> **Information given**:
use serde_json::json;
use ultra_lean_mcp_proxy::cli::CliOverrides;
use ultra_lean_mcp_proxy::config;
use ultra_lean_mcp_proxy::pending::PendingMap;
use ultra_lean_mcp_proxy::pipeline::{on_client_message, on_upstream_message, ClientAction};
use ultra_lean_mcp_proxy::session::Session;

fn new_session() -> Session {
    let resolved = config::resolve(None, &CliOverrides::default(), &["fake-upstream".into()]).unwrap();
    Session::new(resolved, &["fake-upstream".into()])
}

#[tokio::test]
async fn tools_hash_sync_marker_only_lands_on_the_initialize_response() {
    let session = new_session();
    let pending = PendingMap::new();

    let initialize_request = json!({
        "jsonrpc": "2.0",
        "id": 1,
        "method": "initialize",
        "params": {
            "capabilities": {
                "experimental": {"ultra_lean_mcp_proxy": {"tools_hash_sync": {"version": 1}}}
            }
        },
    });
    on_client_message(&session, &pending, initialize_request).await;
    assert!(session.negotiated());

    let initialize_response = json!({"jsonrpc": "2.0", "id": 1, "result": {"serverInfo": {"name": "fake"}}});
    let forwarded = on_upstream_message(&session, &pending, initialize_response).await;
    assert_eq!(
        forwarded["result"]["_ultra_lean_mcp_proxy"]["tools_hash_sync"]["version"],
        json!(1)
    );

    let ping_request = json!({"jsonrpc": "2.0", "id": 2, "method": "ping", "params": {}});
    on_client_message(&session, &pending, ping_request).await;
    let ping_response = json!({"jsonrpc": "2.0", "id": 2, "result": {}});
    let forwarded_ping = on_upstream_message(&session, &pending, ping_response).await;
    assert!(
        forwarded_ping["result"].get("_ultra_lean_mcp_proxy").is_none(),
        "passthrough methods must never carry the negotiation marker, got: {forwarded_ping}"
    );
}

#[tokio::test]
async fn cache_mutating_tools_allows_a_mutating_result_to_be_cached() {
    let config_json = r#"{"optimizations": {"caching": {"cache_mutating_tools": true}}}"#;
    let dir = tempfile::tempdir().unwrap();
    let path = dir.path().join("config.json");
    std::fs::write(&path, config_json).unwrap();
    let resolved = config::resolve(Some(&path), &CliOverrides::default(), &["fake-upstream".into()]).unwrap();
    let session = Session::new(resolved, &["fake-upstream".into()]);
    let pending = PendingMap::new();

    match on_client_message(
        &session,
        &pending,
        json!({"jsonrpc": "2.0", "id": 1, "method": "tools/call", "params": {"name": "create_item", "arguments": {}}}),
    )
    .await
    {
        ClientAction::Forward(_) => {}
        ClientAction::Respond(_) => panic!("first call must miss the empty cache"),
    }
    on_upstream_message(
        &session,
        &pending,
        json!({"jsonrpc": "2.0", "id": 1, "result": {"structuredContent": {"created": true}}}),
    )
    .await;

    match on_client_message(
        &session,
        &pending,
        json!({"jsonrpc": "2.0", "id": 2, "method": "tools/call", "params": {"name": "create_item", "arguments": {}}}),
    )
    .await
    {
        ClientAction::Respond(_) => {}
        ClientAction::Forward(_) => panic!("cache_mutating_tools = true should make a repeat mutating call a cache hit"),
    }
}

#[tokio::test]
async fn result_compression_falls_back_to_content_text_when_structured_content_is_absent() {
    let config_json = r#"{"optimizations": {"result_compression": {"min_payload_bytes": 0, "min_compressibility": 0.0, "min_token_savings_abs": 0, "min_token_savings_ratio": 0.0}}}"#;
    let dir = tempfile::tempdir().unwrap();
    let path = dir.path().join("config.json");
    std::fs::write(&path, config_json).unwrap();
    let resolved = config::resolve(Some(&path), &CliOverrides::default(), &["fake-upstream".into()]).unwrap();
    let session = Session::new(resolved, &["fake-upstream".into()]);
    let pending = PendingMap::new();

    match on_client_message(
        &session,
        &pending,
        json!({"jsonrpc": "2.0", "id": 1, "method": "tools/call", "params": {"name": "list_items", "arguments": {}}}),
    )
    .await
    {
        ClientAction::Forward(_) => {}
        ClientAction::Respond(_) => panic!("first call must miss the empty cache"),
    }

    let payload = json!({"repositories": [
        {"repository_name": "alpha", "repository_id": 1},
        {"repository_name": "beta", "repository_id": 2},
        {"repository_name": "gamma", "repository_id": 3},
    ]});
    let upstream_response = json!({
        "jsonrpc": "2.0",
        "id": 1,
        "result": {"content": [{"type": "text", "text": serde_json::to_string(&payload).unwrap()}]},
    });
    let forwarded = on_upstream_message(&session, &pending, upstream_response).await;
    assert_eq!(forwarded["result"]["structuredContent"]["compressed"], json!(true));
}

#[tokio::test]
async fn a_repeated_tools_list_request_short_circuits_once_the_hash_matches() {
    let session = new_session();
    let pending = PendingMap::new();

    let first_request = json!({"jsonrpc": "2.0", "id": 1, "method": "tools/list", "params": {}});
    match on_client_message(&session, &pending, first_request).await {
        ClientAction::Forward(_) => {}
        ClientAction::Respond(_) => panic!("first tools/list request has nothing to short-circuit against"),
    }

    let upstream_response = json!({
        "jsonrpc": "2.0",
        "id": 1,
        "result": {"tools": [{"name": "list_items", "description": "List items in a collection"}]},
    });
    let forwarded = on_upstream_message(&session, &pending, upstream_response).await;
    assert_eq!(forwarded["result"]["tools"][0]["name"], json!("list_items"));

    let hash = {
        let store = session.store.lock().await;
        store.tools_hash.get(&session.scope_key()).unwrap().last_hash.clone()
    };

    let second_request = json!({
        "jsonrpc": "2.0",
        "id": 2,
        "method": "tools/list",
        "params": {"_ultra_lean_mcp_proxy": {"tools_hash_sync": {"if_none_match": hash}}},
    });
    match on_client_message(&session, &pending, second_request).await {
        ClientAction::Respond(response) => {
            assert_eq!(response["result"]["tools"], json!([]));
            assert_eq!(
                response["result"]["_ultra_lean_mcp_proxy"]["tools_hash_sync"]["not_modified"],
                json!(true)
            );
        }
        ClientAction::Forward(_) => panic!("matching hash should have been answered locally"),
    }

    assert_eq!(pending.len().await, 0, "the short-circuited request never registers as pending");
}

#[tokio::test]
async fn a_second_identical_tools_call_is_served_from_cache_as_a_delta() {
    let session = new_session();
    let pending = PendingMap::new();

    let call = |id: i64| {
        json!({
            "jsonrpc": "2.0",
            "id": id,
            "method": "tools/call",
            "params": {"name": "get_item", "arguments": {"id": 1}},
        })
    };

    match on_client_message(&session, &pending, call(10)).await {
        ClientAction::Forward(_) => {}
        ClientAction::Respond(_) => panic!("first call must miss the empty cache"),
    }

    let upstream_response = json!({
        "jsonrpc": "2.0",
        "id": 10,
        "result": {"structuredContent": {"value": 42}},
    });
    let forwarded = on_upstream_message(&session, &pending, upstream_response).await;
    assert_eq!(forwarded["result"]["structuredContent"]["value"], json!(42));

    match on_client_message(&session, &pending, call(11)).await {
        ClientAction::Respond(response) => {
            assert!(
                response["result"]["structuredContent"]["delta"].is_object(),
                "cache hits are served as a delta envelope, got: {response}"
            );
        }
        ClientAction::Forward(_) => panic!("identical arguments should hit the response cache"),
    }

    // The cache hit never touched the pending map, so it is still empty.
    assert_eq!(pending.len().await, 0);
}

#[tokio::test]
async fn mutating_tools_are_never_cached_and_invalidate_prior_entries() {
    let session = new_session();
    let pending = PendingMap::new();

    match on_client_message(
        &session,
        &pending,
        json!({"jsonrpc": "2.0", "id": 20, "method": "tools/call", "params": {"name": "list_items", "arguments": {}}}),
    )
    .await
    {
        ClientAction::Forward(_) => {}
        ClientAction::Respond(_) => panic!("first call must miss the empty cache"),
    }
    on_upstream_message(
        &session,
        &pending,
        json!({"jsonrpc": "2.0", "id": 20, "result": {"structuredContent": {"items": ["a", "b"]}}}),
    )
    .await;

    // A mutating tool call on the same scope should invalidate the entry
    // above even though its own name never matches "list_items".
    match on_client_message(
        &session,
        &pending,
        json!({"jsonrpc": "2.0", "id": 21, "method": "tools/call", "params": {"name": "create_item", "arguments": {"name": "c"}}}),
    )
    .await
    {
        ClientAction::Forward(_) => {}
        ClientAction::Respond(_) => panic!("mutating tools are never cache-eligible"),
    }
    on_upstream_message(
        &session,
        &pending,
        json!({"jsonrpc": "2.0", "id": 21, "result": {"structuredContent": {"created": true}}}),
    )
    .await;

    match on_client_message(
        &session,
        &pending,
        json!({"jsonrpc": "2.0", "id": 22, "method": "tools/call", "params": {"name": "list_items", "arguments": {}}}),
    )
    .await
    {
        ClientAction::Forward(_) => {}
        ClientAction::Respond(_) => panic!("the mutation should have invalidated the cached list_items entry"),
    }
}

> **Task requirements**: Beginning with the line in which "invalidate the entry" appears, print each remaining line of the listing exactly, the last line included.

> **Response area**:
    // A mutating tool call on the same scope should invalidate the entry
    // above even though its own name never matches "list_items".
    match on_client_message(
        &session,
        &pending,
        json!({"jsonrpc": "2.0", "id": 21, "method": "tools/call", "params": {"name": "create_item", "arguments": {"name": "c"}}}),
    )
    .await
    {
        ClientAction::Forward(_) => {}
        ClientAction::Respond(_) => panic!("mutating tools are never cache-eligible"),
    }
    on_upstream_message(
        &session,
        &pending,
        json!({"jsonrpc": "2.0", "id": 21, "result": {"structuredContent": {"created": true}}}),
    )
    .await;

    match on_client_message(
        &session,
        &pending,
        json!({"jsonrpc": "2.0", "id": 22, "method": "tools/call", "params": {"name": "list_items", "arguments": {}}}),
    )
    .await
    {
        ClientAction::Forward(_) => {}
        ClientAction::Respond(_) => panic!("the mutation should have invalidated the cached list_items entry"),
    }
}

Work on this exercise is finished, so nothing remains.